A reforma tributária que o brasileiro realmente quer

A desigualdade é, de longe, o pior problema do Brasil, simplesmente porque maltrata milhões de brasileiros, que a sentem tão de perto e tão presente. O abismo entre pobres e ricos afeta diretamente a segurança pública, a falta de mão de obra qualificada, as políticas de saúde, a educação e a economia como um todo.

Pesquisa da Oxfam realizada pelo Datafolha e divulgada no início deste mês, mostra que o brasileiro sabe disso e quer mudar essa realidade. Para 67% dos entrevistados, a prioridade do governo deveria ser a redução das desigualdades.

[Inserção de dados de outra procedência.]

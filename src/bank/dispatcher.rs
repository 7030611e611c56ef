//! The bank: owns the customer queue and drains it through two lanes.

use crate::bank::{
    create_batch, create_batch_with, BankConfig, BankObserver, BankSummary, Clerk, Customer,
    NoopObserver, Task, TicketMachine,
};
use crate::core::{BankError, Job, Result};
use crate::pool::{Lane, LaneStats};
use crate::queue::ThreadSafeQueue;
use crate::sync::{CompletionToken, CompletionTracker};
use chrono::Utc;
use crossbeam_channel::{self as channel, Sender};
use parking_lot::Mutex;
use serde::Serialize;
use std::sync::atomic::{AtomicBool, AtomicU64, AtomicUsize, Ordering};
use std::sync::Arc;
use std::time::Instant;
use uuid::Uuid;

/// Coarse lifecycle state of a bank.
#[derive(Clone, Copy, Debug, PartialEq, Eq, Serialize)]
pub enum BankState {
    /// Not draining; customers may wait in the queue.
    Closed,
    /// `open()` is draining the queue.
    Open,
}

/// One dispatched unit: claims whichever customer is at the head when it
/// runs, which is not necessarily the one the dispatcher peeked.
struct ServiceJob {
    queue: Arc<ThreadSafeQueue<Customer>>,
    clerk: Arc<Clerk>,
    observer: Arc<dyn BankObserver>,
    routed_as: Task,
    claimed: Option<Sender<()>>,
    _token: CompletionToken,
}

impl Job for ServiceJob {
    fn execute(&mut self) -> Result<()> {
        let customer = self.queue.dequeue();
        if let Some(claimed) = self.claimed.take() {
            // The dispatcher may have stopped listening; nothing to do then.
            let _ = claimed.send(());
        }

        match customer {
            Some(customer) => {
                if customer.task() != self.routed_as {
                    log::debug!(
                        "customer {} claimed by the {} lane",
                        customer,
                        self.routed_as.lane_name()
                    );
                }
                self.clerk.work(&customer, self.observer.as_ref());
            }
            None => log::trace!("{} unit found the queue empty", self.routed_as.lane_name()),
        }
        Ok(())
    }

    fn job_type(&self) -> &str {
        "ServiceJob"
    }
}

/// A bank branch with a deposit lane and a loan lane.
///
/// Customers wait in a [`ThreadSafeQueue`]. [`open`](Bank::open) drains the
/// queue: it peeks the head to choose a lane, submits a unit to that lane,
/// and the unit dequeues a customer once the lane admits it. Deposits run
/// up to two at once; loans run one at a time in submission order. When the
/// queue is empty and every unit has finished, the bank closes and reports a
/// [`BankSummary`] to its observer.
///
/// # Example
///
/// ```rust
/// use bank_manager::prelude::*;
/// use std::sync::Arc;
/// use std::time::Duration;
///
/// # fn main() -> bank_manager::Result<()> {
/// let config = BankConfig::new()
///     .with_initial_customers(6)
///     .with_processing_time(Duration::from_millis(5));
/// let bank = Bank::new(config, Arc::new(LoggingObserver))?;
///
/// let summary = bank.open()?;
/// assert_eq!(summary.total_customers, 6);
/// assert_eq!(bank.queue_len(), 0);
/// # Ok(())
/// # }
/// ```
pub struct Bank {
    config: BankConfig,
    queue: Arc<ThreadSafeQueue<Customer>>,
    clerk: Arc<Clerk>,
    observer: Arc<dyn BankObserver>,
    tickets: Mutex<TicketMachine>,
    open: AtomicBool,
    served: Arc<AtomicU64>,
    in_flight: Arc<AtomicUsize>,
}

impl std::fmt::Debug for Bank {
    fn fmt(&self, f: &mut std::fmt::Formatter<'_>) -> std::fmt::Result {
        f.debug_struct("Bank")
            .field("config", &self.config)
            .field("state", &self.state())
            .field("waiting", &self.queue.len())
            .field("in_flight", &self.in_flight())
            .field("served", &self.total_processed())
            .finish()
    }
}

impl Bank {
    /// Creates a bank and seeds `config.initial_customers` customers.
    ///
    /// # Errors
    ///
    /// Returns an error if the configuration is invalid.
    pub fn new(config: BankConfig, observer: Arc<dyn BankObserver>) -> Result<Self> {
        config.validate()?;

        let served = Arc::new(AtomicU64::new(0));
        let counter = Arc::clone(&served);
        let clerk = Clerk::with_completion(config.processing_time, move |_| {
            counter.fetch_add(1, Ordering::AcqRel);
        });

        let bank = Self {
            queue: Arc::new(ThreadSafeQueue::new()),
            clerk: Arc::new(clerk),
            observer,
            tickets: Mutex::new(TicketMachine::new()),
            open: AtomicBool::new(false),
            served,
            in_flight: Arc::new(AtomicUsize::new(0)),
            config,
        };
        bank.seed(bank.config.initial_customers);
        Ok(bank)
    }

    /// Creates a bank that reports to nobody.
    pub fn with_config(config: BankConfig) -> Result<Self> {
        Self::new(config, Arc::new(NoopObserver))
    }

    /// Appends `count` customers with random tasks and returns them.
    pub fn seed(&self, count: usize) -> Vec<Customer> {
        self.admit(count, |start| create_batch(count, start))
    }

    /// Appends one customer per task, in order, and returns them.
    pub fn seed_with<I>(&self, tasks: I) -> Vec<Customer>
    where
        I: IntoIterator<Item = Task>,
    {
        let tasks: Vec<Task> = tasks.into_iter().collect();
        let count = tasks.len();
        self.admit(count, |start| {
            let mut tasks = tasks.into_iter();
            create_batch_with(count, start, |_| tasks.next().unwrap_or(Task::Deposit))
        })
    }

    fn admit<F>(&self, count: usize, make_batch: F) -> Vec<Customer>
    where
        F: FnOnce(u64) -> Vec<Customer>,
    {
        // Holding the ticket lock keeps turn order equal to queue order.
        let mut tickets = self.tickets.lock();
        let batch = make_batch(tickets.issue(count));
        self.queue.extend(batch.iter().copied());
        drop(tickets);

        log::debug!("{}: {} customers joined the queue", self.config.name, batch.len());
        batch
    }

    /// Removes every waiting customer. Customers already claimed by a lane
    /// are still served.
    pub fn reset(&self) {
        self.queue.clear();
        log::debug!("{}: queue cleared", self.config.name);
    }

    /// Clears the queue and restarts turn numbering at 1.
    pub fn reset_turns(&self) {
        let mut tickets = self.tickets.lock();
        self.queue.clear();
        tickets.reset();
        log::debug!("{}: queue cleared and turns reset", self.config.name);
    }

    /// Removes and returns the next waiting customer.
    pub fn dequeue(&self) -> Option<Customer> {
        self.queue.dequeue()
    }

    /// Waiting customers in service order.
    pub fn waiting_customers(&self) -> Vec<Customer> {
        self.queue.snapshot()
    }

    /// Number of waiting customers.
    pub fn queue_len(&self) -> usize {
        self.queue.len()
    }

    /// Units dispatched and not yet finished.
    pub fn in_flight(&self) -> usize {
        self.in_flight.load(Ordering::Acquire)
    }

    /// Customers served since the bank was created.
    pub fn total_processed(&self) -> u64 {
        self.served.load(Ordering::Acquire)
    }

    /// Current lifecycle state.
    pub fn state(&self) -> BankState {
        if self.open.load(Ordering::Acquire) {
            BankState::Open
        } else {
            BankState::Closed
        }
    }

    /// The configuration the bank was built with.
    pub fn config(&self) -> &BankConfig {
        &self.config
    }

    /// Drains the queue through the lanes, waits for every unit, closes,
    /// and returns the summary that was sent to the observer.
    ///
    /// An empty queue closes immediately with zero customers.
    ///
    /// # Errors
    ///
    /// Returns `AlreadyOpen` if another call is draining, or an error if a
    /// lane cannot be started.
    pub fn open(&self) -> Result<BankSummary> {
        if self
            .open
            .compare_exchange(false, true, Ordering::AcqRel, Ordering::Acquire)
            .is_err()
        {
            return Err(BankError::already_open(&self.config.name));
        }

        let session_id = Uuid::new_v4();
        let started = Instant::now();
        let served_before = self.total_processed();
        log::info!(
            "{} opened (session {}): {} customers waiting",
            self.config.name,
            session_id,
            self.queue.len()
        );
        #[cfg(feature = "tracing")]
        crate::telemetry::metrics::record_bank_open(&self.config.name, self.queue.len());

        let (deposit, loan) = match self.drain() {
            Ok(stats) => stats,
            Err(e) => {
                log::error!("{} failed while draining: {}", self.config.name, e);
                self.open.store(false, Ordering::Release);
                return Err(e);
            }
        };

        let summary = BankSummary {
            session_id,
            bank_name: self.config.name.clone(),
            total_customers: self.total_processed() - served_before,
            total_processing_time: started.elapsed(),
            deposit,
            loan,
            closed_at: Utc::now(),
        };
        self.close(&summary);
        Ok(summary)
    }

    fn drain(&self) -> Result<(LaneStats, LaneStats)> {
        let tracker = CompletionTracker::with_counter(Arc::clone(&self.in_flight));
        let mut deposit = Lane::start(
            Task::Deposit,
            self.config.deposit_workers,
            &self.config.thread_name_prefix,
        )?;
        let mut loan = Lane::start(Task::Loan, 1, &self.config.thread_name_prefix)?;

        while !self.queue.is_empty() {
            let Some(head) = self.queue.peek() else {
                // Emptied between the check and the peek.
                break;
            };
            let lane = match head.task() {
                Task::Deposit => &deposit,
                Task::Loan => &loan,
            };

            let (claimed_tx, claimed_rx) = channel::bounded(1);
            lane.submit(ServiceJob {
                queue: Arc::clone(&self.queue),
                clerk: Arc::clone(&self.clerk),
                observer: Arc::clone(&self.observer),
                routed_as: head.task(),
                claimed: Some(claimed_tx),
                _token: tracker.register(),
            })?;
            #[cfg(feature = "tracing")]
            crate::telemetry::metrics::record_dispatch(head.task(), self.queue.len());

            // Wait for the unit's dequeue attempt before peeking again, so
            // no more units are dispatched than there are customers. A
            // disconnect means the unit was dropped without running.
            let _ = claimed_rx.recv();
        }

        tracker.wait();
        Ok((deposit.shutdown()?, loan.shutdown()?))
    }

    fn close(&self, summary: &BankSummary) {
        self.open.store(false, Ordering::Release);
        log::info!(
            "{} closed (session {}): {} customers in {:?}",
            summary.bank_name,
            summary.session_id,
            summary.total_customers,
            summary.total_processing_time
        );
        #[cfg(feature = "tracing")]
        crate::telemetry::metrics::record_bank_close(
            summary.total_customers,
            summary.total_processing_time,
        );
        self.observer.on_summary(summary);
    }
}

E para 61% o governo deveria diminuir os tributos sobre bens e serviços e aumentar o imposto de renda dos mais ricos.

Na mesma linha de raciocínio, 63% dos que responderam à pesquisa concordam que quem ganha mais deve pagar mais tributos.

A percepção do brasileiro reflete com fidelidade a dura realidade que o aflige. Atualmente no País, os muito ricos chegam a ter mais de 70% da sua renda excluídos da tributação, o que expõe a absoluta falta de solidariedade tributária dos muitos ricos para com o País.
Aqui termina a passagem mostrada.